A Never Ending Story
For more than 20 years, the wine trade has been debating on the best way to close wine bottles in order to avoid so-called cork taint. There is no question that this happens repeatedly, and it spoils the enjoyment of the wine. The unpleasant musty taste is caused by trichloroanisole, a chlorinated, aromatic hydrocarbon.
The following theories on this subject, published in various media, are exaggerated and presumably depend upon who publishes them or on whose behalf they are published. The choices here range from producers of plastic corks, screwtops, glass corks, the natural cork industry to environmentalists.
- Natural cork is affected by trichloroanisole because of improper handling (drying).
- 10 to 20 % of all wines have cork contamination.
- Plastic corks are just as suitable as natural corks for wines which are stored for many years.
- Plastic corks contain "softeners" which can enter the wine if it is stored for a long period of time and which can cause health problems.
- Wine cannot breathe and mature if glass corks are used.
- Environmental associations are afraid that the cork oak forests in Spain, Portugal and Sardinia will disappear.
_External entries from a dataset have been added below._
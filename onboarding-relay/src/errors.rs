use axum::{
    http::StatusCode,
    response::{IntoResponse, Response},
};
use thiserror::Error as ThisError;

#[derive(ThisError, Debug)]
pub enum Error {
    /// Operator configuration required by the delivery mode is absent
    #[error("{variable} manquant côté serveur.")]
    MissingConfig { variable: &'static str },

    /// Attachments exceed the configured ceiling
    #[error("Attachments exceed {limit} bytes")]
    PayloadTooLarge { limit: u64 },

    /// The webhook answered with a non-success status
    #[error("Webhook responded with {status}")]
    Upstream { status: StatusCode, body: String },

    /// The request body is not a readable multipart form
    #[error("Failed to parse multipart data: {0}")]
    Multipart(#[from] multer::Error),

    /// Generic internal service error
    #[error("Failed to {operation}")]
    Internal { operation: String },
}

/// Renders a byte count as whole mebibytes for the French size message.
fn mebibytes(bytes: u64) -> u64 {
    bytes / (1024 * 1024)
}

impl Error {
    pub fn status_code(&self) -> StatusCode {
        match self {
            Error::MissingConfig { .. } => StatusCode::INTERNAL_SERVER_ERROR,
            Error::PayloadTooLarge { .. } => StatusCode::PAYLOAD_TOO_LARGE,
            Error::Upstream { status, .. } => *status,
            Error::Multipart(e) => match e {
                multer::Error::StreamSizeExceeded { .. } | multer::Error::FieldSizeExceeded { .. } => StatusCode::PAYLOAD_TOO_LARGE,
                _ => StatusCode::INTERNAL_SERVER_ERROR,
            },
            Error::Internal { .. } => StatusCode::INTERNAL_SERVER_ERROR,
        }
    }

    /// Returns the plain-text body sent back to the submitting form
    pub fn user_message(&self) -> String {
        match self {
            Error::MissingConfig { .. } => self.to_string(),
            Error::PayloadTooLarge { limit } => {
                format!("Pièces jointes trop volumineuses (maximum {} Mo).", mebibytes(*limit))
            }
            Error::Upstream { body, .. } => {
                if body.is_empty() {
                    "Erreur Power Automate".to_string()
                } else {
                    body.clone()
                }
            }
            Error::Multipart(multer::Error::StreamSizeExceeded { limit }) => {
                format!("Requête trop volumineuse (maximum {} Mo).", mebibytes(*limit))
            }
            Error::Multipart(_) | Error::Internal { .. } => format!("Erreur serveur: {self:#}"),
        }
    }
}

impl IntoResponse for Error {
    fn into_response(self) -> Response {
        match &self {
            Error::Internal { .. } | Error::MissingConfig { .. } => {
                tracing::error!("Internal service error: {:#}", self);
            }
            Error::Upstream { status, .. } => {
                tracing::warn!(status = %status, "Webhook rejected submission");
            }
            Error::PayloadTooLarge { .. } | Error::Multipart(_) => {
                tracing::info!("Client error: {}", self);
            }
        }

        (self.status_code(), self.user_message()).into_response()
    }
}

/// Type alias for service operation results
pub type Result<T> = std::result::Result<T, Error>;
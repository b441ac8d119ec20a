//! Tracing initialization: console logging, plus OTLP span export when enabled.
//!
//! Log verbosity follows `RUST_LOG` (default `info`). OTLP export is off unless
//! `enable_otel_export: true` is set in the configuration; the exporter is then configured from
//! the standard OpenTelemetry variables:
//!
//! - `OTEL_EXPORTER_OTLP_ENDPOINT` - The OTLP endpoint URL (default `http://localhost:4318`)
//! - `OTEL_EXPORTER_OTLP_PROTOCOL` - `http/protobuf` (default) or `http/json`
//! - `OTEL_EXPORTER_OTLP_HEADERS` - Comma-separated `key=value` pairs, `%20` decoded as a space
//! - `OTEL_SERVICE_NAME` - Service name (default `onboarding-relay`)

use opentelemetry::KeyValue;
use opentelemetry::trace::TracerProvider as _;
use opentelemetry_otlp::{Protocol, WithExportConfig, WithHttpConfig};
use opentelemetry_sdk::trace::{SdkTracerProvider, Tracer};
use std::collections::HashMap;
use std::sync::OnceLock;
use tracing::{info, warn};
use tracing_subscriber::EnvFilter;
use tracing_subscriber::layer::SubscriberExt;
use tracing_subscriber::util::SubscriberInitExt;

/// Kept so pending spans can be flushed on shutdown; `tracing-opentelemetry` only holds the tracer.
static TRACER_PROVIDER: OnceLock<SdkTracerProvider> = OnceLock::new();

/// Exporter settings taken from the `OTEL_*` variables.
#[derive(Debug, Clone, PartialEq)]
struct OtlpSettings {
    service_name: String,
    endpoint: String,
    protocol: Protocol,
    headers: HashMap<String, String>,
}

impl OtlpSettings {
    fn from_env() -> Self {
        Self::from_lookup(|name| std::env::var(name).ok())
    }

    fn from_lookup(lookup: impl Fn(&str) -> Option<String>) -> Self {
        let protocol = match lookup("OTEL_EXPORTER_OTLP_PROTOCOL").as_deref() {
            Some("http/json") => Protocol::HttpJson,
            _ => Protocol::HttpBinary,
        };

        Self {
            service_name: lookup("OTEL_SERVICE_NAME").unwrap_or_else(|| "onboarding-relay".to_string()),
            endpoint: lookup("OTEL_EXPORTER_OTLP_ENDPOINT").unwrap_or_else(|| "http://localhost:4318".to_string()),
            protocol,
            headers: lookup("OTEL_EXPORTER_OTLP_HEADERS")
                .map(|raw| parse_otlp_headers(&raw))
                .unwrap_or_default(),
        }
    }

    fn tracer(self) -> anyhow::Result<Tracer> {
        let exporter = opentelemetry_otlp::SpanExporter::builder()
            .with_http()
            .with_endpoint(&self.endpoint)
            .with_protocol(self.protocol)
            .with_headers(self.headers)
            .build()?;

        let provider = SdkTracerProvider::builder()
            .with_batch_exporter(exporter)
            .with_resource(
                opentelemetry_sdk::Resource::builder()
                    .with_attribute(KeyValue::new("service.name", self.service_name.clone()))
                    .build(),
            )
            .build();

        let tracer = provider.tracer(self.service_name);
        let _ = TRACER_PROVIDER.set(provider);
        Ok(tracer)
    }
}

/// Parses `OTEL_EXPORTER_OTLP_HEADERS` (`k1=v1,k2=v2`).
fn parse_otlp_headers(raw: &str) -> HashMap<String, String> {
    raw.replace("%20", " ")
        .split(',')
        .filter_map(|pair| pair.split_once('='))
        .map(|(key, value)| (key.trim().to_string(), value.trim().to_string()))
        .filter(|(key, _)| !key.is_empty())
        .collect()
}

/// Install the global subscriber. An exporter that cannot be built leaves console logging only.
pub fn init_telemetry(enable_otel_export: bool) -> anyhow::Result<()> {
    let env_filter = EnvFilter::try_from_default_env().unwrap_or_else(|_| EnvFilter::new("info"));

    let settings = enable_otel_export.then(OtlpSettings::from_env);
    let endpoint = settings.as_ref().map(|s| s.endpoint.clone());
    let (tracer, export_error) = match settings.map(OtlpSettings::tracer) {
        Some(Ok(tracer)) => (Some(tracer), None),
        Some(Err(e)) => (None, Some(e)),
        None => (None, None),
    };

    tracing_subscriber::registry()
        .with(env_filter)
        .with(tracing_subscriber::fmt::layer())
        .with(tracer.map(|tracer| tracing_opentelemetry::layer().with_tracer(tracer)))
        .try_init()?;

    match (endpoint, export_error) {
        (None, _) => info!("Telemetry initialized (OTLP export disabled)"),
        (Some(endpoint), None) => info!(%endpoint, "Telemetry initialized with OTLP export"),
        (Some(endpoint), Some(e)) => warn!(%endpoint, "OTLP exporter unavailable, logging to console only: {e:#}"),
    }

    Ok(())
}

/// Flush and shut down the tracer provider, if OTLP export was enabled.
pub fn shutdown_telemetry() {
    if let Some(provider) = TRACER_PROVIDER.get()
        && let Err(e) = provider.shutdown()
    {
        tracing::error!("Failed to shutdown tracer provider: {}", e);
    }
}
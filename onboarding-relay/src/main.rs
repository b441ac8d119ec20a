use clap::Parser;
use onboarding_relay::{Application, Config, telemetry};

/// Wait for shutdown signal (SIGTERM or Ctrl+C)
async fn shutdown_signal() {
    use tokio::signal;

    let ctrl_c = async {
        signal::ctrl_c().await.expect("Failed to install Ctrl+C handler");
    };

    #[cfg(unix)]
    let terminate = async {
        signal::unix::signal(signal::unix::SignalKind::terminate())
            .expect("Failed to install SIGTERM handler")
            .recv()
            .await;
    };

    #[cfg(not(unix))]
    let terminate = std::future::pending::<()>();

    tokio::select! {
        _ = ctrl_c => {
            tracing::info!("Received Ctrl+C, shutting down gracefully...");
        },
        _ = terminate => {
            tracing::info!("Received SIGTERM, shutting down gracefully...");
        },
    }
}

#[tokio::main]
async fn main() -> anyhow::Result<()> {
    // Before anything builds a TLS client (reqwest for the webhook, lettre for SMTP)
    onboarding_relay::install_crypto_provider();

    let args = onboarding_relay::config::Args::parse();
    let config = Config::load(&args)?;

    if args.validate {
        println!("Configuration is valid.");
        return Ok(());
    }

    telemetry::init_telemetry(config.enable_otel_export)?;

    Application::new(config)?.serve(shutdown_signal()).await
}
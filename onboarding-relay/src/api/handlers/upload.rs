//! The onboarding upload endpoint.

use axum::{
    Json,
    body::Body,
    extract::State,
    http::{HeaderMap, Method, StatusCode},
    response::{IntoResponse, Response},
};
use chrono::Utc;

use crate::{
    AppState,
    api::models::upload::LivenessResponse,
    config::DeliveryMode,
    email::EmailService,
    errors::Result,
    submission::Submission,
    webhook,
};

#[utoipa::path(
    post,
    path = "/api/upload",
    tag = "upload",
    summary = "Submit onboarding form",
    description = "Relay a multipart onboarding submission (text fields and photos) to the configured webhook or by email.",
    request_body(
        content_type = "multipart/form-data",
        description = "Client details as text fields, photos as file parts"
    ),
    responses(
        (status = 200, description = "Submission relayed", body = String, content_type = "text/plain"),
        (status = 413, description = "Attachments too large"),
        (status = 500, description = "Missing server configuration or relay failure"),
    )
)]
#[tracing::instrument(skip_all, fields(delivery = %state.config.delivery))]
pub async fn upload(State(state): State<AppState>, method: Method, headers: HeaderMap, body: Body) -> Result<Response> {
    let limits = state.parse_limits();

    match state.config.delivery {
        DeliveryMode::Webhook => {
            // Configuration is checked before a single byte of the body is read
            let url = state.config.webhook.target()?;
            let submission = Submission::read(Submission::reader(&headers, body, limits)?, limits).await?;
            let payload = webhook::build_payload(submission, Utc::now())?;
            webhook::send(&state.http_client, &url, &payload).await?;
        }
        DeliveryMode::Email => {
            let service = EmailService::new(&state.config.email)?;
            let submission = Submission::read(Submission::reader(&headers, body, limits)?, limits).await?;
            service.send_submission(submission).await?;
        }
        DeliveryMode::Liveness => return Ok(liveness(method).await.into_response()),
    }

    tracing::info!("Submission relayed");
    Ok("OK".into_response())
}

#[utoipa::path(
    options,
    path = "/api/upload",
    tag = "upload",
    summary = "CORS preflight",
    responses(
        (status = 204, description = "Preflight accepted"),
    )
)]
pub async fn preflight() -> StatusCode {
    StatusCode::NO_CONTENT
}

/// Answers any method in the liveness variant without touching the body.
pub async fn liveness(method: Method) -> Json<LivenessResponse> {
    Json(LivenessResponse::for_method(method.as_str()))
}
//! HTTP request handlers.
//!
//! - [`upload`]: the onboarding upload endpoint, its CORS preflight and the liveness variant
//!
//! # Error Handling
//!
//! Handlers return [`crate::errors::Error`] which converts to a status code and a plain-text
//! body meant to be shown to the person filling in the form.

pub mod upload;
None of the publications of which I am aware have claimed that the increase in cork contamination is connected with the way in which the cork oak forests are managed. Whereas 40 years ago the bark of the cork oaks was stripped at intervals of between 12 to 14 years, this has now been reduced to between 8 and 9 years with the help of strong artificial fertilization. In order to protect the cork oaks from fungal decay and mold, it is customary today to use fungicides containing chlorophenol, which presumably produces trichloroanisole during its biological decomposition.
After considering the advantages and disadvantages of the individual systems, which wine closures a wine-grower uses and which ones the wine drinker favors still seems to be a question of personal preference today.
If the owners of the cork oak forests were to switch to biological farming methods, they would be able to produce flawless corks once again.